# PYTHON-LAMBDA-SEC-015: Lambda Tainted SQL String Construction

> **Severity:** HIGH | **CWE:** CWE-89 | **OWASP:** A03:2021

- **Language:** Python
- **Category:** AWS Lambda
- **URL:** https://codepathfinder.dev/registry/python/aws_lambda/PYTHON-LAMBDA-SEC-015
- **Detection:** `pathfinder scan --ruleset python/PYTHON-LAMBDA-SEC-015 --project .`

## Description

This rule detects SQL injection vulnerabilities in AWS Lambda functions where
untrusted event data is used to construct a SQL query string via f-string interpolation
or string concatenation, and the resulting tainted string is subsequently passed to any
database execute() function.

This rule differs from driver-specific rules (SEC-010 through SEC-014) by focusing on
the intermediate SQL string construction step rather than the specific database driver.
It catches the pattern where a tainted SQL string is built in one variable or function
and then passed to execute() in another, which may span multiple helper functions or
modules in the Lambda codebase.

Lambda functions receive attacker-controllable event data from API Gateway, SQS, SNS,
S3, DynamoDB Streams, and other triggers (event.get("body"), event.get("queryStringParameters"),
event["Records"]).
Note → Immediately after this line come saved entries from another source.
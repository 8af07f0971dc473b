//! Orchestrators: batch download, stock-list download, concentration
//! refresh.
//!
//! Each orchestrator generates jobs for the engine and runs a fan-in loop
//! that drains the jobs' result channel into the sink. Completion is
//! channel-driven: every job and generator holds a clone of the result
//! sender, so once the last one finishes the channel closes and `recv`
//! returns `None`. The per-flow timeouts are a safety net against a wedged
//! scrape, not the primary completion signal.

use std::sync::Arc;
use std::time::Duration;

use chrono::NaiveDate;
use tokio_util::sync::CancellationToken;

use crate::crawler::Fetcher;
use crate::engine::{JobQueue, PushError};
use crate::sink::{DataSink, SinkError};
use crate::telemetry::ErrorReporter;

mod concentration;
mod download;
mod refresh;
mod stock_list;

pub use concentration::{CalcError, ConcentrationCalculator};

/// Pause between fetches of the daily batch download.
pub const DOWNLOAD_RATE_LIMIT: Duration = Duration::from_millis(3000);
/// Safety-net deadline for the daily batch download.
pub const DOWNLOAD_TIMEOUT: Duration = Duration::from_secs(8 * 3600);
/// Pause between fetches of the stock-list download.
pub const STOCK_LIST_RATE_LIMIT: Duration = Duration::from_millis(1000);
/// Safety-net deadline for the stock-list download.
pub const STOCK_LIST_TIMEOUT: Duration = Duration::from_secs(20 * 60);
/// Pause between concentration refresh computations.
pub const REFRESH_RATE_LIMIT: Duration = Duration::from_secs(10);
/// Safety-net deadline for the concentration refresh.
pub const REFRESH_TIMEOUT: Duration = Duration::from_secs(2 * 3600);
/// Refresh rows are written through in batches of this size.
pub const REFRESH_FLUSH_SIZE: usize = 50;

/// Orchestrator failure.
#[derive(Debug, thiserror::Error)]
pub enum PipelineError {
    /// Could not enqueue a job
    #[error(transparent)]
    Queue(#[from] PushError),

    /// Sink rejected a write outside the per-batch retry path
    #[error(transparent)]
    Sink(#[from] SinkError),
}

/// Dataset families of the batch download.
#[derive(Debug, Clone, Copy, PartialEq, Eq)]
pub enum BatchKind {
    /// TWSE + TPEx daily closing quotes
    DailyClose,
    /// TWSE + TPEx institutional flow
    ThreePrimary,
    /// Per-stock broker-concentration pages
    StakeConcentration,
}

/// Parameters of one batch download run.
#[derive(Debug, Clone)]
pub struct DownloadRequest {
    /// How many days to rewind from the anchor; offsets
    /// `rewind_limit..=0` are scheduled (weekends skipped). Zero or
    /// negative.
    pub rewind_limit: i64,
    /// Per-job pause after result delivery
    pub rate_limit: Duration,
    /// Which dataset families to download
    pub kinds: Vec<BatchKind>,
    /// Safety-net deadline for the whole run
    pub timeout: Duration,
    /// Anchor date; `None` means today in Taipei
    pub anchor: Option<NaiveDate>,
}

impl Default for DownloadRequest {
    fn default() -> Self {
        Self {
            rewind_limit: 0,
            rate_limit: DOWNLOAD_RATE_LIMIT,
            kinds: vec![
                BatchKind::DailyClose,
                BatchKind::ThreePrimary,
                BatchKind::StakeConcentration,
            ],
            timeout: DOWNLOAD_TIMEOUT,
            anchor: None,
        }
    }
}

/// Parameters of one stock-list download run.
#[derive(Debug, Clone)]
pub struct StockListRequest {
    /// Per-job pause after result delivery
    pub rate_limit: Duration,
    /// Safety-net deadline
    pub timeout: Duration,
}

impl Default for StockListRequest {
    fn default() -> Self {
        Self {
            rate_limit: STOCK_LIST_RATE_LIMIT,
            timeout: STOCK_LIST_TIMEOUT,
        }
    }
}

/// Parameters of one concentration refresh run.
#[derive(Debug, Clone)]
pub struct RefreshRequest {
    /// How many days to rewind from the anchor; offsets
    /// `rewind_limit..=0` are refreshed (weekends skipped). Zero or
    /// negative.
    pub rewind_limit: i64,
    /// Per-job pause after each recomputation
    pub rate_limit: Duration,
    /// Safety-net deadline
    pub timeout: Duration,
    /// Anchor date; `None` means today in Taipei
    pub anchor: Option<NaiveDate>,
}

impl Default for RefreshRequest {
    fn default() -> Self {
        Self {
            rewind_limit: 0,
            rate_limit: REFRESH_RATE_LIMIT,
            timeout: REFRESH_TIMEOUT,
            anchor: None,
        }
    }
}

/// Outcome of a download fan-in.
#[derive(Debug, Default, Clone, PartialEq, Eq)]
pub struct DownloadSummary {
    /// Result batches drained
    pub batches: usize,
    /// Records persisted
    pub records: usize,
    /// Sink writes that failed (reported, not fatal)
    pub sink_failures: usize,
    /// The safety-net deadline fired before completion
    pub timed_out: bool,
    /// The run was cancelled
    pub cancelled: bool,
}

/// Outcome of a refresh fan-in.
#[derive(Debug, Default, Clone, PartialEq, Eq)]
pub struct RefreshSummary {
    /// Concentration rows recomputed and written
    pub updated: usize,
    /// The safety-net deadline fired before completion
    pub timed_out: bool,
    /// The run was cancelled
    pub cancelled: bool,
}

/// Orchestrator facade over the engine, fetcher and sink.
pub struct Pipeline {
    queue: JobQueue,
    fetcher: Arc<dyn Fetcher>,
    sink: Arc<dyn DataSink>,
    reporter: Arc<dyn ErrorReporter>,
    calculator: Arc<ConcentrationCalculator>,
}

impl Pipeline {
    pub fn new(
        queue: JobQueue,
        fetcher: Arc<dyn Fetcher>,
        sink: Arc<dyn DataSink>,
        reporter: Arc<dyn ErrorReporter>,
    ) -> Self {
        let calculator = Arc::new(ConcentrationCalculator::new(sink.clone()));
        Self {
            queue,
            fetcher,
            sink,
            reporter,
            calculator,
        }
    }

    pub(crate) fn queue(&self) -> &JobQueue {
        &self.queue
    }

    pub(crate) fn fetcher(&self) -> Arc<dyn Fetcher> {
        self.fetcher.clone()
    }

    pub(crate) fn sink(&self) -> Arc<dyn DataSink> {
        self.sink.clone()
    }

    pub(crate) fn reporter(&self) -> Arc<dyn ErrorReporter> {
        self.reporter.clone()
    }

    pub(crate) fn calculator(&self) -> Arc<ConcentrationCalculator> {
        self.calculator.clone()
    }
}

/// Resolve the anchor of a run: explicit date or today in Taipei.
pub(crate) fn resolve_anchor(anchor: Option<NaiveDate>) -> NaiveDate {
    anchor.unwrap_or_else(crate::source::taipei_today)
}

/// Shared fan-in loop shape: drain `rx` until it closes, the deadline
/// fires, or `cancel` does.
pub(crate) enum Drained<T> {
    Item(T),
    Completed,
    TimedOut,
    Cancelled,
}

pub(crate) async fn drain_one<T>(
    rx: &mut tokio::sync::mpsc::Receiver<T>,
    deadline: tokio::time::Instant,
    cancel: &CancellationToken,
) -> Drained<T> {
    tokio::select! {
        item = rx.recv() => match item {
            Some(item) => Drained::Item(item),
            None => Drained::Completed,
        },
        _ = tokio::time::sleep_until(deadline) => Drained::TimedOut,
        _ = cancel.cancelled() => Drained::Cancelled,
    }
}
When this data is used to build SQL strings, the string becomes
tainted regardless of which database driver is used to execute it. Detecting the
tainted string construction step, rather than only the execute() call, catches
vulnerability patterns where the string is stored in a variable, passed through
helper functions, or assembled from multiple event fields before reaching the sink.


## Vulnerable Code

```python
import json

# SEC-015: tainted SQL string
def handler_tainted_sql(event, context):
    table = event.get('table')
    query = "SELECT * FROM " + table
    cursor.execute(query)
    return {"statusCode": 200}
```

## Secure Code

```python
import json
import pymysql

def build_user_filter(filters):
    # SECURE: Build a parameterized query — placeholders and values are kept separate
    conditions = []
    params = []
    if 'username' in filters:
        conditions.append("username = %s")
        params.append(filters['username'])
    if 'status' in filters:
        conditions.append("status = %s")
        params.append(filters['status'])
    if 'min_age' in filters:
        try:
            conditions.append("age >= %s")
            params.append(int(filters['min_age']))
        except (ValueError, TypeError):
            pass
    where = " AND ".join(conditions) if conditions else "1=1"
    return f"SELECT id, username FROM users WHERE {where}", params

def lambda_handler(event, context):
    params_raw = event.get('queryStringParameters', {}) or {}
    # SECURE: Build query with separate params list, never embed values in SQL string
    query, params = build_user_filter(params_raw)
    conn = pymysql.connect(host='rds-host', user='user', password='pass', db='db')
    with conn.cursor() as cursor:
        cursor.execute(query, params)
        rows = cursor.fetchall()
    return {'statusCode': 200, 'body': json.dumps(rows)}

```

## Detection Rule (Python SDK)

```python
from rules.python_decorators import python_rule
from codepathfinder import calls, flows, QueryType
from codepathfinder.presets import PropagationPresets

_LAMBDA_SOURCES = [
    calls("event.get"),
    calls("event.items"),
    calls("event.values"),
    calls("*.get"),
]


@python_rule(
    id="PYTHON-LAMBDA-SEC-015",
    name="Lambda Tainted SQL String Construction",
    severity="HIGH",
    category="aws_lambda",
    cwe="CWE-89",
    tags="python,aws,lambda,sql-injection,string-format,OWASP-A03,CWE-89",
    message="Lambda event data used in SQL string construction. Use parameterized queries.",
    owasp="A03:2021",
)
def detect_lambda_tainted_sql():
    """Detects Lambda event data in string formatting that reaches execute()."""
    return flows(
        from_sources=_LAMBDA_SOURCES,
        to_sinks=[
            calls("cursor.execute"),
            calls("*.execute"),
        ],
        sanitized_by=[
            calls("escape"),
            calls("int"),
        ],
        propagates_through=PropagationPresets.standard(),
        scope="global",
    )
```

## How to Fix

- Restructure SQL construction helpers to return a (query_template, params_list) tuple rather than a pre-built SQL string with embedded values.
- Use placeholders (%s for MySQL/psycopg2, :name for SQLAlchemy text()) in the SQL template and collect event values in a separate list or dictionary.
- For dynamic WHERE clause construction, append placeholders to the WHERE string and values to a separate list; never append event data to the SQL string directly.
- Validate and type-convert event fields before adding them to the parameters list as a defense-in-depth measure.
- Apply least-privilege database permissions to the Lambda's database user to limit the blast radius of any successful injection.

## Security Implications

- **Cross-Module Tainted SQL Propagation:** SQL strings built from event data in one Lambda module (e.g., a query builder
utility) and executed in another module are vulnerable even when the execute()
call site appears to use safe patterns. This inter-module taint propagation is
the primary pattern that driver-specific rules miss.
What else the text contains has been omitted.